● **Problem requirements**: Look for the word "source" in the entries and copy every line where it shows up.

● **Records for this task**:
//! Loading an existing archive.
//!
//! The trailer and central directory are parsed eagerly; entry data is
//! only touched when an entry is read, extracted or copied.

use super::aes::AesStrength;
use super::entry::{Location, Payload, ZipEntry};
use super::extra;
use super::format::{
    CentralDirectoryHeader, EndOfCentralDirectory, FLAG_DATA_DESCRIPTOR, FLAG_UTF8,
    LOCAL_HEADER_LEN, LocalFileHeader, METHOD_AES,
};
use super::pipeline::{DecodeSettings, Decryption};
use oxizip_core::entry::{CompressionMethod, EncryptionAlgorithm, TimestampFormats};
use oxizip_core::error::{OxiZipError, Result};
use oxizip_core::FileAttributes;
use std::io::{Cursor, Read, Seek, SeekFrom};
use tracing::debug;

/// Seekable archive source.
pub trait ReadSeek: Read + Seek {}

impl<T: Read + Seek> ReadSeek for T {}

/// Parsed central directory.
#[derive(Debug)]
pub(crate) struct Directory {
    pub entries: Vec<ZipEntry>,
    pub comment: String,
}

fn decode_text(raw: &[u8]) -> String {
    String::from_utf8_lossy(raw).into_owned()
}

/// Read the trailer and central directory of `reader`.
pub(crate) fn read_directory<R: Read + Seek>(reader: &mut R) -> Result<Directory> {
    reader
        .seek(SeekFrom::Current(0))
        .map_err(|e| OxiZipError::bad_stream(format!("archive source cannot seek: {e}")))?;

    let eocd = EndOfCentralDirectory::find(reader)?;
    let cd_len = usize::try_from(eocd.cd_size)
        .map_err(|_| OxiZipError::bad_read("central directory is too large"))?;
    reader.seek(SeekFrom::Start(eocd.cd_offset))?;
    let mut raw = vec![0u8; cd_len];
    reader.read_exact(&mut raw)?;

    let mut cursor = Cursor::new(raw);
    let capacity = usize::try_from(eocd.entries).unwrap_or(0).min(cd_len / 46 + 1);
    let mut entries = Vec::with_capacity(capacity);
    while cursor.position() < eocd.cd_size {
        let header = CentralDirectoryHeader::read(&mut cursor)?;
        entries.push(entry_from_header(header, eocd.cd_offset)?);
    }
    if entries.len() as u64 != eocd.entries {
        debug!(
            recorded = eocd.entries,
            found = entries.len(),
            "entry count in trailer differs from central directory"
        );
    }
    debug!(entries = entries.len(), zip64 = eocd.zip64, "loaded central directory");

    Ok(Directory {
        entries,
        comment: decode_text(&eocd.comment),
    })
}

fn entry_from_header(header: CentralDirectoryHeader, cd_offset: u64) -> Result<ZipEntry> {
    let name = decode_text(&header.name).replace('\\', "/");
    if name.is_empty() {
        return Err(OxiZipError::bad_read("central directory entry without a name"));
    }
    if header.local_header_offset.saturating_add(LOCAL_HEADER_LEN) > cd_offset {
        return Err(OxiZipError::bad_read(format!(
            "{name}: local header offset {} is out of range",
            header.local_header_offset
        )));
    }

    let aes = if header.method == METHOD_AES {
        let data = extra::find(&header.extra, extra::AES_ID)
            .ok_or_else(|| OxiZipError::bad_read(format!("{name}: AES entry without AES extra field")))?;
        Some(extra::read_aes(data)?)
    } else {
        None
    };

    let ntfs = extra::find(&header.extra, extra::NTFS_ID).and_then(extra::read_ntfs);
    let unix = extra::find(&header.extra, extra::EXTENDED_TIME_ID).and_then(extra::read_unix_time);
    let mut times = ntfs.or(unix).unwrap_or_default();
    if times.modified.is_none() {
        times.modified = header.dos_time.to_system_time();
    }

    let location = Location {
        local_header_offset: header.local_header_offset,
        flags: header.flags,
        raw_method: header.method,
        version_needed: header.version_needed,
        dos_time: header.dos_time,
        aes,
        foreign_extra: extra::strip(
            &header.extra,
            &[extra::NTFS_ID, extra::EXTENDED_TIME_ID, extra::AES_ID],
        ),
    };

    let encryption = match aes {
        // 192-bit keys are reported as the nearest variant; reading uses the stored strength.
        Some(a) => AesStrength::from_byte(a.strength)
            .and_then(AesStrength::algorithm)
            .unwrap_or(EncryptionAlgorithm::WinZipAes256),
        None if location.is_encrypted() => EncryptionAlgorithm::PkzipWeak,
        None => EncryptionAlgorithm::None,
    };

    let unix_host = header.version_made_by >> 8 == 3;
    let mut entry = ZipEntry::new(name, Payload::Existing(location.clone()));
    entry.method = location.real_method();
    entry.encryption = encryption;
    entry.times = times;
    entry.timestamp_formats = TimestampFormats {
        windows: ntfs.is_some(),
        unix: unix.is_some(),
    };
    entry.attributes = FileAttributes::from_external(header.external_attr, unix_host);
    if entry.is_directory() {
        entry.attributes.dos |= FileAttributes::DIRECTORY;
    }
    entry.comment = decode_text(&header.comment);
    entry.crc32 = header.crc32;
    entry.compressed_size = header.compressed_size;
    entry.uncompressed_size = header.uncompressed_size;
    Ok(entry)
}

/// Offset of an entry's data, read from its local header.
pub(crate) fn data_offset<R: Read + Seek>(reader: &mut R, location: &Location) -> Result<u64> {
    reader.seek(SeekFrom::Start(location.local_header_offset))?;
    let header = LocalFileHeader::read(reader)?;
    Ok(location.local_header_offset + header.len())
}

/// Decoding parameters for a loaded entry.
pub(crate) fn decode_settings(
    entry: &ZipEntry,
    location: &Location,
    password: Option<&str>,
    verify_crc: bool,
) -> Result<DecodeSettings> {
    let method = location.real_method();
    if let CompressionMethod::Unknown(id) = method {
        return Err(OxiZipError::unsupported_method(format!("method {id} in {}", entry.name)));
    }

    let mut verify_crc = verify_crc;
    let encryption = if !location.is_encrypted() {
        Decryption::None
    } else {
        let password = password
            .ok_or_else(|| OxiZipError::bad_password(&entry.name))?
            .as_bytes()
            .to_vec();
        match location.aes {
            Some(aes) => {
                let strength = AesStrength::from_byte(aes.strength).ok_or_else(|| {
                    OxiZipError::bad_read(format!("{}: bad AES strength", entry.name))
                })?;
                // AE-2 stores no CRC; the authentication code covers the data.
                if aes.vendor_version == 2 {
                    verify_crc = false;
                }
                Decryption::Aes { password, strength }
            }
            None => {
                let check_byte = if location.flags & FLAG_DATA_DESCRIPTOR != 0 {
                    (location.dos_time.time >> 8) as u8
                } else {
                    (entry.crc32 >> 24) as u8
                };
                Decryption::ZipCrypto {
                    password,
                    check_byte,
                }
            }
        }
    };

    Ok(DecodeSettings {
        name: entry.name.clone(),
        method,
        encryption,
        compressed_size: entry.compressed_size,
        uncompressed_size: entry.uncompressed_size,
        crc32: entry.crc32,
        verify_crc,
    })
}

/// Whether a name needs the UTF-8 flag.
pub(crate) fn utf8_flag(name: &str, comment: &str) -> u16 {
    if name.is_ascii() && comment.is_ascii() {
        0
    } else {
        FLAG_UTF8
    }
}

● **Output**:
/// Seekable archive source.
        .map_err(|e| OxiZipError::bad_stream(format!("archive source cannot seek: {e}")))?;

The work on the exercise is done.